La Perricholi[2] con sus gasas, sus cintas de seda bordadas, sus careys esculpidos, sus hebillados zapatos de raso y su gran abanico rosado hizo una página de encantador pecado para la historia galante de la Colonia. Ella puso sonrisas de amor, miradas de arte, coqueterías de cortesana y de artista en una época en la cual la melancolía, el dolor, el temor de Dios, hacían el amor en silencio y sin pompa. Y esa falta de alegría y de locura de amor, ese misticismo a que obligaron al diosecillo pagano se reflejaba en sus lienzos, en sus casas, en sus estatuas; destempló las liras, descoloró las paletas y puso en gesto de doloroso temor las máscaras de Talía.
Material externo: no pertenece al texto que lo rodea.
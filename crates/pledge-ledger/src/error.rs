// error.rs — Error types for the ledger store.

use thiserror::Error;

use crate::model::{GoalId, GoalStatus, UserId};

/// Errors that can occur while reading or mutating the ledger.
#[derive(Debug, Error)]
pub enum LedgerError {
    /// The requested user does not exist.
    #[error("user not found: {0}")]
    UserNotFound(UserId),

    /// The requested goal does not exist.
    #[error("goal not found: {0}")]
    GoalNotFound(GoalId),

    /// A conditional insert found the owner's balance below the stake.
    #[error("insufficient balance for {user_id}: have {balance}, need {required}")]
    InsufficientBalance {
        user_id: UserId,
        balance: i64,
        required: i64,
    },

    /// A compare-and-swap found the goal in a different status.
    #[error("goal {goal_id} is {actual}, expected {expected}")]
    StatusMismatch {
        goal_id: GoalId,
        expected: GoalStatus,
        actual: GoalStatus,
    },

    /// The requested status change is not an edge of the lifecycle graph.
    #[error("invalid transition from {from} to {to} for goal {goal_id}")]
    InvalidTransition {
        goal_id: GoalId,
        from: GoalStatus,
        to: GoalStatus,
    },

    /// No group member other than the owner can receive the penalty.
    #[error("no recipients for the penalty of goal {0}")]
    NoRecipients(GoalId),

    /// A penalty plan does not match the goal it claims to settle.
    #[error("penalty plan does not match goal {goal_id}: {reason}")]
    PlanMismatch { goal_id: GoalId, reason: String },

    /// A balance update would overflow.
    #[error("balance overflow for user {0}")]
    BalanceOverflow(UserId),

    /// A file I/O operation failed.
    #[error("I/O error at {path}: {source}")]
    IoError {
        path: String,
        source: std::io::Error,
    },

    /// Failed to serialize/deserialize the ledger document.
    #[error("serialization error: {0}")]
    SerializationError(#[from] serde_json::Error),

    /// A thread panicked while holding the store lock.
    #[error("ledger lock poisoned")]
    Poisoned,
}
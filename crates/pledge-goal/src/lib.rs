//! # pledge-goal
//!
//! Goal lifecycle, voting and penalty resolution for Pledge, a group
//! accountability engine where members stake credits on their goals.
//!
//! A goal moves through a small state machine:
//!
//! ```text
//! active ──submit_proof──▶ done_pending ──finalize──▶ success
//!                                       └───────────▶ failed (stake split)
//! ```
//!
//! - [`GoalEngine`] — create goals, accept proofs, record votes, finalize
//! - [`DialogEngine`] — the per-user conversations that collect a goal or a proof
//! - [`PledgeEvent`] / [`EventDispatcher`] — lifecycle notifications
//! - [`PledgeConfig`] — `.pledge/config.toml`
//!
//! Storage lives behind [`pledge_ledger::LedgerStore`].

pub mod clock;
pub mod config;
pub mod deadline;
pub mod dialog;
pub mod error;
pub mod events;
pub mod lifecycle;
pub mod voting;

pub use clock::{Clock, ManualClock, SystemClock};
pub use config::{ConfigError, DialogConfig, EventsConfig, LedgerConfig, PledgeConfig};
pub use deadline::parse_deadline;
pub use dialog::{DialogEngine, DialogPrompt, DialogReply, DialogStates, DialogStep, Sender};
pub use error::EngineError;
pub use events::{EventDispatcher, LogSink, NotificationSink, PledgeEvent, SinkError};
pub use lifecycle::{GoalEngine, UserStats};
pub use voting::{required_votes, Decision, FinalizeOutcome, Tally};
Épocas de aparecidos y de mistificaciones, las damas sólo hacían su tocado —arte delicadísimo complejo y sutil— para amar y para orar, los labios sólo daban besos y oraciones y los ojos sólo lloraban el dolor del Nazareno o la infidelidad del caballero. Pero todo con un santo temor de Dios; cada pecado de amor se transformaba en exvoto y arrepentimiento. Épocas de pecadores y de torturados, de hechicerías y de santos oficios, la sonrisa franca del amor había huido de las moradas coloniales que se cerraban al «ángelus» con el «amén» del santísimo rosario. Fue, pues, la Perricholi, quien copiándose en los espejos naturales del Paseo de Aguas, o paseando en los jardines del virrey sus esbelteces de artista, de gran mujer y de gran apasionada, alegró no sólo las tardes silenciosas y enervantes de la Colonia, sino que escribió una página de la Historia, no con las plumas de ánade que marcaban los pergaminos, sino con el dardo del dios griego que encendía los corazones.